The Importance of Controlled Vocabularies

Controlled vocabularies are very powerful when combined with formal metadata standards. This is because the terms within the controlled vocabulary can be used as the content for specific metadata elements that make up the standard. In many cases, the controlled vocabulary terms completely define the allowable content for a particular metadata element. This control helps avoid misspellings and inconsistencies in the metadata content. Moreover, in the world of computers, the controlled vocabulary offers enhanced capabilities because it can be incorporated into automated procedures. For example, in a data system a controlled vocabulary can simplify system input and contribute to quality control of that input. Input is simplified by providing users or other systems with a list of allowed entries for the specific metadata elements. Similarly, the controlled vocabulary can be used to check existing or imported metadata descriptions for consistency and correctness, including things like spelling and hyphenation.

Controlled Vocabularies as an Interoperability Aid

Translation and crosswalking can be thought of as the basis for metadata interoperability. When a metadata description created by one system can be interpreted by another system, the resource described by the metadata can be used more easily and precisely within both systems.
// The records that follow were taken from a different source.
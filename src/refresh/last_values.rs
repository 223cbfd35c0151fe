use crate::error::{AppError, AppResult};
use crate::refresh::Outcome;
use crate::station::StationSource;
use crate::station::models::{RiskResponse, SnapshotResponse};
use crate::view::{DomWriter, Region, format};

/// Fetch the latest snapshot, then the risk index, and render both together.
///
/// Nothing is rendered unless both calls succeed: a failed risk fetch leaves
/// the previous card on screen, even though the snapshot was fine.
///
/// # Errors
///
/// Propagates the first failing call. A snapshot carrying none of the core
/// readings counts as malformed.
pub async fn refresh_last_values<S: StationSource>(
    source: &S,
    writer: &DomWriter,
) -> AppResult<Outcome> {
    let snapshot = source.latest_snapshot().await?;
    if !snapshot.has_readings() {
        return Err(AppError::MalformedResponse(
            "/api/ultimo: no temperature, humidity or pressure".to_string(),
        ));
    }

    let risk = source.risk_index().await?;

    render_last_values(writer, &snapshot, &risk);
    Ok(Outcome::Rendered)
}

/// Badge-only variant for pages without value cards.
///
/// # Errors
///
/// Propagates a failed risk fetch.
pub async fn refresh_risk_badge<S: StationSource>(
    source: &S,
    writer: &DomWriter,
) -> AppResult<Outcome> {
    let risk = source.risk_index().await?;
    render_risk(writer, &risk);
    Ok(Outcome::Rendered)
}

pub fn render_last_values(writer: &DomWriter, snapshot: &SnapshotResponse, risk: &RiskResponse) {
    writer.set_text(
        Region::TempValue,
        format::reading(snapshot.temperature, format::TEMPERATURE_UNIT),
    );
    writer.set_text(
        Region::HumValue,
        format::reading(snapshot.humidity, format::HUMIDITY_UNIT),
    );
    writer.set_text(
        Region::PressValue,
        format::reading(snapshot.pressure, format::PRESSURE_UNIT),
    );
    writer.set_text(Region::WindValue, format::wind(snapshot.wind.as_ref()));

    render_risk(writer, risk);
}

fn render_risk(writer: &DomWriter, risk: &RiskResponse) {
    writer.set_risk_badge(risk.indice.as_deref());

    if let Some(explanation) = risk.spiegazione.as_deref()
        && !explanation.is_empty()
    {
        writer.set_text(Region::RiskExplanation, explanation);
    }
}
In spoken language, when we move from one language to another, we need to identify a word in our own language and relate it with a word in another language. We might need to take a closer look at the word in our language, to determine exactly what it means, or the proper usage. There will be times when a word won't translate directly into a single word or phrase in another language. We will also probably make use of grammar rules in the translation process.
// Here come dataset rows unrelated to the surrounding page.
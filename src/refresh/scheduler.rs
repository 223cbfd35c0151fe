use std::sync::{Arc, Mutex, PoisonError};
use std::time::Duration;
use tokio::task::JoinHandle;
use tokio::time::{MissedTickBehavior, interval};

use crate::config::Config;
use crate::error::{AppError, AppResult};
use crate::refresh::rainfall::{RainControl, RainSelection, refresh_rainfall};
use crate::refresh::{Outcome, TaskKind, charts, freshness, last_values, run_logged};
use crate::station::StationSource;
use crate::view::{DomWriter, Page, Region};

/// Everything one task invocation needs, cheap to clone into spawned work.
struct TaskContext<S> {
    source: Arc<S>,
    writer: DomWriter,
    rain: Arc<RainControl>,
}

impl<S> Clone for TaskContext<S> {
    fn clone(&self) -> Self {
        Self {
            source: Arc::clone(&self.source),
            writer: self.writer.clone(),
            rain: Arc::clone(&self.rain),
        }
    }
}

impl<S: StationSource> TaskContext<S> {
    /// Spawn one invocation of `kind`. The rainfall task gets a copy of the
    /// selection as it is right now, not a reference to it.
    fn dispatch(&self, kind: TaskKind) -> JoinHandle<Option<Outcome>> {
        let ctx = self.clone();
        let stamp = (kind == TaskKind::Rainfall).then(|| ctx.rain.stamp());

        tokio::spawn(async move {
            let source = ctx.source.as_ref();
            let writer = &ctx.writer;
            match (kind, stamp) {
                (TaskKind::LastValues, _) => {
                    run_logged(kind, last_values::refresh_last_values(source, writer)).await
                }
                (TaskKind::RiskBadge, _) => {
                    run_logged(kind, last_values::refresh_risk_badge(source, writer)).await
                }
                (TaskKind::EnvironmentCharts, _) => {
                    run_logged(kind, charts::refresh_environment_charts(source, writer)).await
                }
                (TaskKind::RiskTrend, _) => {
                    run_logged(kind, charts::refresh_risk_trend(source, writer)).await
                }
                (TaskKind::Rainfall, Some(stamp)) => {
                    run_logged(kind, refresh_rainfall(source, writer, &ctx.rain, stamp)).await
                }
                (TaskKind::Rainfall, None) => None,
                (TaskKind::Freshness, _) => {
                    run_logged(kind, freshness::refresh_freshness(source, writer)).await
                }
            }
        })
    }
}

/// A periodically re-armed task. Cancelling stops future ticks; invocations
/// already in flight run to completion.
#[derive(Debug)]
pub struct ArmedTask {
    pub kind: TaskKind,
    pub period: Duration,
    handle: JoinHandle<()>,
}

impl ArmedTask {
    pub fn cancel(&self) {
        self.handle.abort();
    }
}

/// Arms every refresh task the page has a region for and owns the rainfall
/// interval selection.
pub struct Scheduler<S> {
    ctx: TaskContext<S>,
    refresh_period: Duration,
    freshness_period: Duration,
    tasks: Mutex<Vec<ArmedTask>>,
}

impl<S: StationSource> Scheduler<S> {
    /// Build a scheduler over `page`. The interval selector, if the page has
    /// one, is initialised to the configured default.
    #[must_use]
    pub fn new(source: Arc<S>, page: Page, config: &Config) -> Self {
        let writer = DomWriter::new(page);
        let rain = Arc::new(RainControl::new(
            config.rain_interval_options.clone(),
            config.rain_interval_default,
        ));

        writer.set_selector(
            Region::RainInterval,
            rain.current().interval_hours,
            rain.options(),
        );

        Self {
            ctx: TaskContext {
                source,
                writer,
                rain,
            },
            refresh_period: config.refresh_period(),
            freshness_period: config.freshness_period(),
            tasks: Mutex::new(Vec::new()),
        }
    }

    #[must_use]
    pub fn page(&self) -> &Page {
        self.ctx.writer.page()
    }

    #[must_use]
    pub fn period_of(&self, kind: TaskKind) -> Duration {
        match kind {
            TaskKind::Freshness => self.freshness_period,
            _ => self.refresh_period,
        }
    }

    /// Arm every task whose region is on the page: one immediate invocation,
    /// then one per period. While any task is armed, calling this again
    /// re-arms nothing.
    pub fn start(&self) -> Vec<TaskKind> {
        let mut tasks = self.tasks.lock().unwrap_or_else(PoisonError::into_inner);
        if !tasks.is_empty() {
            return tasks.iter().map(|t| t.kind).collect();
        }

        for kind in TaskKind::ALL {
            if !kind.is_present_on(self.page()) {
                tracing::debug!(task = %kind, "Region not on page, task not armed");
                continue;
            }
            let period = self.period_of(kind);
            tasks.push(ArmedTask {
                kind,
                period,
                handle: self.arm(kind, period),
            });
        }

        let armed: Vec<TaskKind> = tasks.iter().map(|t| t.kind).collect();
        tracing::info!(
            tasks = ?armed,
            refresh_secs = self.refresh_period.as_secs(),
            freshness_secs = self.freshness_period.as_secs(),
            "Refresh tasks armed"
        );
        armed
    }

    fn arm(&self, kind: TaskKind, period: Duration) -> JoinHandle<()> {
        let ctx = self.ctx.clone();

        tokio::spawn(async move {
            let mut ticker = interval(period);
            ticker.set_missed_tick_behavior(MissedTickBehavior::Skip);

            loop {
                // First tick completes immediately
                ticker.tick().await;
                tracing::trace!(task = %kind, "Tick");
                // Not awaited: a slow request must not shift the cadence.
                drop(ctx.dispatch(kind));
            }
        })
    }

    /// Kinds of the tasks currently armed.
    #[must_use]
    pub fn armed(&self) -> Vec<TaskKind> {
        self.tasks
            .lock()
            .unwrap_or_else(PoisonError::into_inner)
            .iter()
            .map(|t| t.kind)
            .collect()
    }

    /// One out-of-band invocation of `kind`, outside its periodic timer.
    pub fn dispatch(&self, kind: TaskKind) -> JoinHandle<Option<Outcome>> {
        self.ctx.dispatch(kind)
    }

    #[must_use]
    pub fn rain_selection(&self) -> RainSelection {
        self.ctx.rain.current()
    }

    #[must_use]
    pub fn rain_control(&self) -> &RainControl {
        &self.ctx.rain
    }

    /// Handle a user selection on the rainfall interval selector.
    ///
    /// The selection is applied before this returns, and one rainfall fetch
    /// for the new interval is dispatched immediately. The periodic rainfall
    /// timer is neither reset nor paused.
    ///
    /// # Errors
    ///
    /// `NotFound` if the page has no selector, `BadRequest` if
    /// `interval_hours` is not one of its options.
    pub fn select_rain_interval(&self, interval_hours: u32) -> AppResult<RainSelection> {
        if !self.page().contains(Region::RainInterval) {
            return Err(AppError::NotFound(
                "Rainfall interval selector is not on the page".to_string(),
            ));
        }

        let selection = self.ctx.rain.select(interval_hours)?;
        self.ctx.writer.set_selector(
            Region::RainInterval,
            selection.interval_hours,
            self.ctx.rain.options(),
        );
        tracing::info!(
            interval_hours,
            generation = selection.generation,
            "Rainfall interval selected"
        );

        if TaskKind::Rainfall.is_present_on(self.page()) {
            drop(self.ctx.dispatch(TaskKind::Rainfall));
        }
        Ok(selection)
    }

    /// Stop the periodic timer of `kind`. Returns false if it was not armed.
    pub fn cancel(&self, kind: TaskKind) -> bool {
        let mut tasks = self.tasks.lock().unwrap_or_else(PoisonError::into_inner);
        match tasks.iter().position(|t| t.kind == kind) {
            Some(index) => {
                tasks.remove(index).cancel();
                tracing::debug!(task = %kind, "Task cancelled");
                true
            }
            None => false,
        }
    }

    /// Cancel every armed task.
    pub fn shutdown(&self) {
        let mut tasks = self.tasks.lock().unwrap_or_else(PoisonError::into_inner);
        for task in tasks.drain(..) {
            task.cancel();
        }
        tracing::info!("Refresh tasks stopped");
    }
}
In the context of metadata, a controlled vocabulary is analogous to a language in the above example. The terms in one controlled vocabulary can be translated into the terms used by a second controlled vocabulary. If the entire controlled vocabulary is translated, then all metadata descriptions that use the first controlled vocabulary can also be translated to use the second controlled vocabulary. In this way, controlled vocabularies facilitate metadata interoperability.

The different types of controlled vocabularies provide different levels of interoperability. Often when we move from one project to another, we need to identify the metadata descriptions that use one controlled vocabulary, and relate these descriptions to another system. We might need to understand more about the terms in the initial controlled vocabulary-what it represents (glossary), how it came to be (dictionary), and what terms are similar (thesaurus, semantic network, or ontology). There will be times when one term doesn't fit nicely into the second controlled vocabulary. This is where hierarchies and classifications (subject headings, taxonomies, and ontologies) become very handy.

Example of Controlled Vocabulary Usage

Suppose three different oceanographic research projects are using various vessels or submersibles. In the worst case, we could imagine that none of these projects had a controlled vocabulary. In this case, if someone were to query the data resource to accurately locate all data associated with a particular research vessel like the R/V Moana Wave, they would need to know all the ways "R/V Moana Wave" was represented within the resource, and construct a search query for all of the variations (including the misspelled, misrepresented, and "nicknamed"). Beyond daunting, this seems nearly impossible!

In a better case, we could suppose each project generated a controlled vocabulary, as shown below.

Dictionary

Dictionary

Each term is articulated with an acronym. (1st entry, blue)

The acronyms are spelled out in the description. (2nd entry, yellow)

Additional information about how each term came to be is included in the etymology. (3rd entry, green)

Hierarchy

Taxonomy

The actual terms (2nd entry, blue) are placed in a structure, according to the decade in which they were commissioned (1st entry, green).

Ontology

Ontology

Actual terms (3rd entry, blue) are classified into two major classes (1st entry, green), and one subclass (2nd entry, yellow).

Notice the vessels are connected to submersibles, based on the operating institution. This is a complex interrelation, which enhances the class heirarchy.

Notice, each of these controlled vocabularies represents the same list of real-world objects (i.e., vessels or submersibles). They are presented as different types of controlled vocabularies, with different terms to represent the real-world objects, and with slightly different accompanying information.

Suppose each project exposed their particular controlled vocabulary to a search engine and that translations existed between the vocabularies. The search engine may provide a dropdown menu of platform names to expedite the user searches. When a user needs to identify all data associated with the R/V Moana Wave, they could use a dropdown menu to select that particular ship. Without the translation, which in fact only exists because of the three controlled vocabularies, the user would need to know that each project represents the SOEST University of Hawaii vessel in a different way. In that case, the user would need to do a search for "R/V Moana Wave" and "Moana Wave" and "MW"- all without typographical errors!

In addition, this example illustrates the value of adopting established controlled vocabularies, instead of developing a local vocabulary. Each of these three controlled vocabularies is a representation of the same set of real-world objects, but three different programs took the time to develop a unique controlled vocabulary. One or more of the locally developed controlled vocabularies might not be exhaustive, and not all three contain the same information. If the three programs collaborated and developed a single controlled vocabulary, this authoritative controlled vocabulary could be managed centrally. The controlled vocabulary would be more complete, and thus would be much stronger, possibly with less effort by any individual program.